Maklum terdiam, Sajekti mengalihkan pandangannya pada lalu lalang pengendara beca yang letih. Mirip zombie.

“Aku rasa, aku harus ketemu dia.”

“Jangan bikin semuanya tambah kacau. Dia pasti merasa lebih tersudut. Maklum, dia orang baik-baik, tidak akan kuat dengan semua ini.” Sajekti terdiam, menarik nafas. “Maklum, aku rasa kita sebaiknya tidak perlu bertemu lagi.”

“Kenapa?”

Dan Sajekti berdiri dari tempat duduknya, berjalan memunggungi laki-laki itu.

***

Dia berjingkrak diantara jejal manusia disekitarnya, kepalanya dibenturkan pada udara. Musik yang menghentak seperti mantra tanpa kata, Maklum mendekatinya. Senyum yang manis, pada telinga perempuan itu dia berbisik. Perempuan itu menoleh ke arahnya. Tersenyum. Saya Sajekti, katanya. Maklum Salim, katanya. Dia menarik tangan kawan barunya.

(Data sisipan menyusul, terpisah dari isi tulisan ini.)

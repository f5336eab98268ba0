//! Field configuration
//!
//! Hosts usually pass this as a JSON object, camelCase keys, every key optional:
//! `{"pixelSize": 4, "pushRadius": 30, "settlePolicy": "deviation"}`

use serde::{Deserialize, Serialize};

use super::particle::SettlePolicy;

pub const DEFAULT_PIXEL_SIZE: u32 = 4;
pub const DEFAULT_PUSH_RADIUS: f32 = 30.0;
pub const DEFAULT_FRICTION: f32 = 0.75;
pub const DEFAULT_EASE: f32 = 0.6;
pub const DEFAULT_MAX_ACTIVE: usize = 65_536;
pub const DEFAULT_INITIAL_ACTIVE_CAPACITY: usize = 1024;

#[derive(Clone, Debug, PartialEq, Serialize, Deserialize)]
#[serde(rename_all = "camelCase", default)]
pub struct FieldConfig {
    /// Sampling stride in source pixels.
    pub pixel_size: u32,
    /// Pointer influence radius in surface pixels.
    pub push_radius: f32,
    pub friction: f32,
    pub ease: f32,
    /// Drawn particle size; `pixel_size / 2` when absent.
    #[serde(skip_serializing_if = "Option::is_none")]
    pub particle_size: Option<f32>,
    /// Hard cap on survivors carried into the next tick.
    pub max_active: usize,
    pub initial_active_capacity: usize,
    pub settle_policy: SettlePolicy,
}

impl Default for FieldConfig {
    fn default() -> Self {
        FieldConfig {
            pixel_size: DEFAULT_PIXEL_SIZE,
            push_radius: DEFAULT_PUSH_RADIUS,
            friction: DEFAULT_FRICTION,
            ease: DEFAULT_EASE,
            particle_size: None,
            max_active: DEFAULT_MAX_ACTIVE,
            initial_active_capacity: DEFAULT_INITIAL_ACTIVE_CAPACITY,
            settle_policy: SettlePolicy::default(),
        }
    }
}

impl FieldConfig {
    pub fn from_json(json: &str) -> Result<Self, String> {
        let config: FieldConfig = serde_json::from_str(json).map_err(|e| e.to_string())?;
        config.validate()?;
        Ok(config)
    }

    pub fn to_json(&self) -> String {
        serde_json::to_string(self).unwrap_or_else(|_| "{}".to_string())
    }

    pub fn validate(&self) -> Result<(), String> {
        if self.pixel_size == 0 {
            return Err("pixelSize must be at least 1".to_string());
        }
        if !(self.friction > 0.0 && self.friction < 1.0) {
            return Err(format!("friction must be in (0, 1), got {}", self.friction));
        }
        if !(self.ease > 0.0 && self.ease < 1.0) {
            return Err(format!("ease must be in (0, 1), got {}", self.ease));
        }
        if !self.push_radius.is_finite() || self.push_radius < 0.0 {
            return Err(format!("pushRadius must be finite and >= 0, got {}", self.push_radius));
        }
        if let Some(size) = self.particle_size {
            if !size.is_finite() || size < 0.0 {
                return Err(format!("particleSize must be finite and >= 0, got {}", size));
            }
        }
        if self.max_active == 0 {
            return Err("maxActive must be at least 1".to_string());
        }
        Ok(())
    }

    pub fn resolved_particle_size(&self) -> f32 {
        self.particle_size
            .unwrap_or(self.pixel_size as f32 * 0.5)
    }
}
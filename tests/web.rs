//! Browser-side checks, run with `wasm-pack test --headless --chrome`.
#![cfg(target_arch = "wasm32")]

use disturbance_engine::FieldHandle;
use wasm_bindgen_test::*;

wasm_bindgen_test_configure!(run_in_browser);

#[wasm_bindgen_test]
fn bad_buffer_length_is_a_js_error() {
    let rgba = vec![255u8; 7];
    assert!(FieldHandle::new(&rgba, 2, 2, 1, 2.0, 0.75, 0.6).is_err());
}

#[wasm_bindgen_test]
fn bad_config_json_is_a_js_error() {
    let rgba = vec![255u8; 16];
    assert!(FieldHandle::from_config_json(&rgba, 2, 2, "{\"friction\": 2}".to_string()).is_err());
    assert!(FieldHandle::from_config_json(&rgba, 2, 2, "not json".to_string()).is_err());
}

#[wasm_bindgen_test]
fn tick_loop_runs_in_browser() {
    let rgba = vec![255u8; 8 * 8 * 4];
    let mut field = FieldHandle::new(&rgba, 8, 8, 1, 3.0, 0.75, 0.6).unwrap();
    field.pointer_enter();
    field.pointer_move(4.0, 4.0);
    field.tick();
    field.pointer_leave();
    let mut ticks = 0;
    while field.tick() {
        ticks += 1;
        assert!(ticks < 1000);
    }
    assert!(field.is_idle());
}
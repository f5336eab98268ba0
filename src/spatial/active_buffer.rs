//! Active set storage
//!
//! Indices of disturbed particles, kept in a buffer that is allocated once
//! and refilled every tick. Logical length and capacity are tracked
//! separately: `reset` only rewinds the length, and growth doubles the
//! backing store, keeping existing entries in place.
//!
//! Reads through [`ActiveBuffer::at`] are bounds-by-convention. The engine
//! only ever walks `0..len()`, so the hot loop carries no release-mode check.

/// Index into the grid's particle storage.
pub type ParticleIndex = u32;

pub struct ActiveBuffer {
    data: Vec<ParticleIndex>,
    len: usize,
    capacity: usize,
}

impl ActiveBuffer {
    pub fn new(capacity: usize) -> Self {
        Self {
            data: vec![0; capacity], // single allocation up front
            len: 0,
            capacity,
        }
    }

    #[inline(always)]
    fn grow_to(&mut self, min_capacity: usize) {
        let mut new_capacity = self.capacity;
        while new_capacity < min_capacity {
            new_capacity = new_capacity.saturating_mul(2).max(new_capacity.saturating_add(1));
        }
        if new_capacity != self.capacity {
            self.data.resize(new_capacity, 0);
            self.capacity = new_capacity;
        }
    }

    /// Append an index, doubling the backing store when full.
    #[inline(always)]
    pub fn push(&mut self, index: ParticleIndex) {
        if self.len == self.capacity {
            self.grow_to(self.len + 1);
        }
        debug_assert_eq!(self.data.len(), self.capacity);
        fast!(self.data, [self.len] = index);
        self.len += 1;
    }

    /// Make room for `additional` pushes without further reallocation.
    pub fn reserve(&mut self, additional: usize) {
        self.grow_to(self.len.saturating_add(additional));
    }

    /// Read the `i`-th pushed index.
    ///
    /// # Safety
    ///
    /// `i` must be below [`capacity`](Self::capacity). Indices in
    /// `len()..capacity()` return whatever was stored there before the last
    /// [`reset`](Self::reset), so callers are expected to stay below `len()`.
    /// Debug builds assert `i < len()`; release builds do not check at all.
    #[inline(always)]
    pub unsafe fn at(&self, i: usize) -> ParticleIndex {
        debug_assert!(i < self.len, "ActiveBuffer::at({}) past len {}", i, self.len);
        *self.data.get_unchecked(i)
    }

    /// Rewind to empty. Storage stays allocated and is not cleared.
    #[inline(always)]
    pub fn reset(&mut self) {
        self.len = 0;
    }

    /// Drop the backing store entirely.
    pub fn release(&mut self) {
        self.data = Vec::new();
        self.len = 0;
        self.capacity = 0;
    }

    #[inline(always)]
    pub fn len(&self) -> usize {
        self.len
    }

    #[inline(always)]
    pub fn is_empty(&self) -> bool {
        self.len == 0
    }

    #[inline(always)]
    pub fn capacity(&self) -> usize {
        self.capacity
    }

    #[inline(always)]
    pub fn as_slice(&self) -> &[ParticleIndex] {
        debug_assert!(self.len <= self.capacity);
        &self.data[..self.len]
    }
}

#[cfg(test)]
mod tests {
    use super::*;

    #[test]
    fn growth_keeps_entries_at_their_indices() {
        let mut buf = ActiveBuffer::new(4);
        for i in 0..37u32 {
            buf.push(i * 3);
        }
        assert_eq!(buf.len(), 37);
        assert!(buf.capacity() >= 37);
        for i in 0..37usize {
            assert_eq!(unsafe { buf.at(i) }, i as u32 * 3);
        }
    }

    #[test]
    fn capacity_doubles_on_overflow() {
        let mut buf = ActiveBuffer::new(4);
        for i in 0..5 {
            buf.push(i);
        }
        assert_eq!(buf.capacity(), 8);
    }

    #[test]
    fn zero_capacity_buffer_still_grows() {
        let mut buf = ActiveBuffer::new(0);
        buf.push(9);
        buf.push(10);
        assert_eq!(buf.as_slice(), &[9, 10]);
    }

    #[test]
    fn reset_rewinds_without_releasing() {
        let mut buf = ActiveBuffer::new(2);
        buf.push(1);
        buf.push(2);
        buf.push(3);
        let cap = buf.capacity();

        buf.reset();
        assert_eq!(buf.len(), 0);
        assert!(buf.is_empty());
        assert_eq!(buf.capacity(), cap);
        assert!(buf.as_slice().is_empty());

        buf.push(77);
        assert_eq!(unsafe { buf.at(0) }, 77);
        assert_eq!(buf.as_slice(), &[77]);
    }

    #[test]
    fn reserve_preallocates() {
        let mut buf = ActiveBuffer::new(1);
        buf.push(5);
        buf.reserve(100);
        let cap = buf.capacity();
        assert!(cap >= 101);
        for i in 0..100 {
            buf.push(i);
        }
        assert_eq!(buf.capacity(), cap);
        assert_eq!(unsafe { buf.at(0) }, 5);
    }

    #[test]
    fn swap_exchanges_contents() {
        let mut current = ActiveBuffer::new(4);
        let mut next = ActiveBuffer::new(4);
        current.push(1);
        next.push(2);
        next.push(3);
        std::mem::swap(&mut current, &mut next);
        assert_eq!(current.as_slice(), &[2, 3]);
        assert_eq!(next.as_slice(), &[1]);
    }

    #[test]
    fn release_frees_storage() {
        let mut buf = ActiveBuffer::new(64);
        buf.push(1);
        buf.release();
        assert_eq!(buf.capacity(), 0);
        assert!(buf.is_empty());
        buf.push(4);
        assert_eq!(buf.as_slice(), &[4]);
    }
}
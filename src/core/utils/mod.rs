#[macro_use]
pub mod safety;
#[macro_use]
pub mod console;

“Yang membuat otak kita berguna adalah hal-hal remeh temeh yang kita pikirkan sehari-hari, di waktu senggang. Kekasih yang belum kita nikahi berpose dalam keadaan telanjang dihadapan kita, bubuk kopi yang kita campurkan dengan tembakau hutan pulau ini sebelah timur atau tentang seberapa tolol penulis-penulis yang bukunya kita baca dan kita kagumi.” Kata laki-laki itu.

“Kamu tahu? Saya pernah pergi ke satu tempat yang airnya berwarna perunggu, dari dasar sungai tempat air itu berada, hidup ikan-ikan yang bersisik halus. Pohon-pohon disana benar-benar bermanfaat. Rimbun dan berbuah banyak. Kamu tahu kenapa para filsuf mati? Sebab mereka pantas mati.”

Dan malam meninggi, Maklum dan Sajekti menggerutu tentang kejadian-kejadian, lama dan baru yang mereka lalui. Ketika rokok tersisa lima batang mereka berkenalan, dan kini rokok terakhir telah dibuang.

***

Jekti, kata laki-laki itu dengan lembut. Yang kamu berikan padaku adalah sesuatu yang tidak kamu perhitungkan sebagai sesuatu yang sangat berharga. Terhitung. Maka, aku, dengan tangan yang lemah, menerima apapun yang engkau kehendaki, aku menerimanya dengan keyakinan, bahwa cintaku ada, sebab ia memang ada. Mengada dan tidak mengada-ada. Aku mengalir bersama marahmu, bersama bencimu padaku. Cinta dan benci terlahir dari rahim yang sama. Hati. Jekti, apa yang kamu derita kini membuatku ingin mengabdikan semuanya padamu. Aku mengerti, Jekti. Dan jiwaku untukmu seutuhnya. Dan setiap helaan nafasku adalah untukmu.

Jekti, aku pamit, istriku menunggu pasti. Dia baik, dan anak kami montok. Dia bahagia bersamaku. Seperti apa yang kau harapkan. Istriku, anak pemikiran kita berdua. Dia bahagia.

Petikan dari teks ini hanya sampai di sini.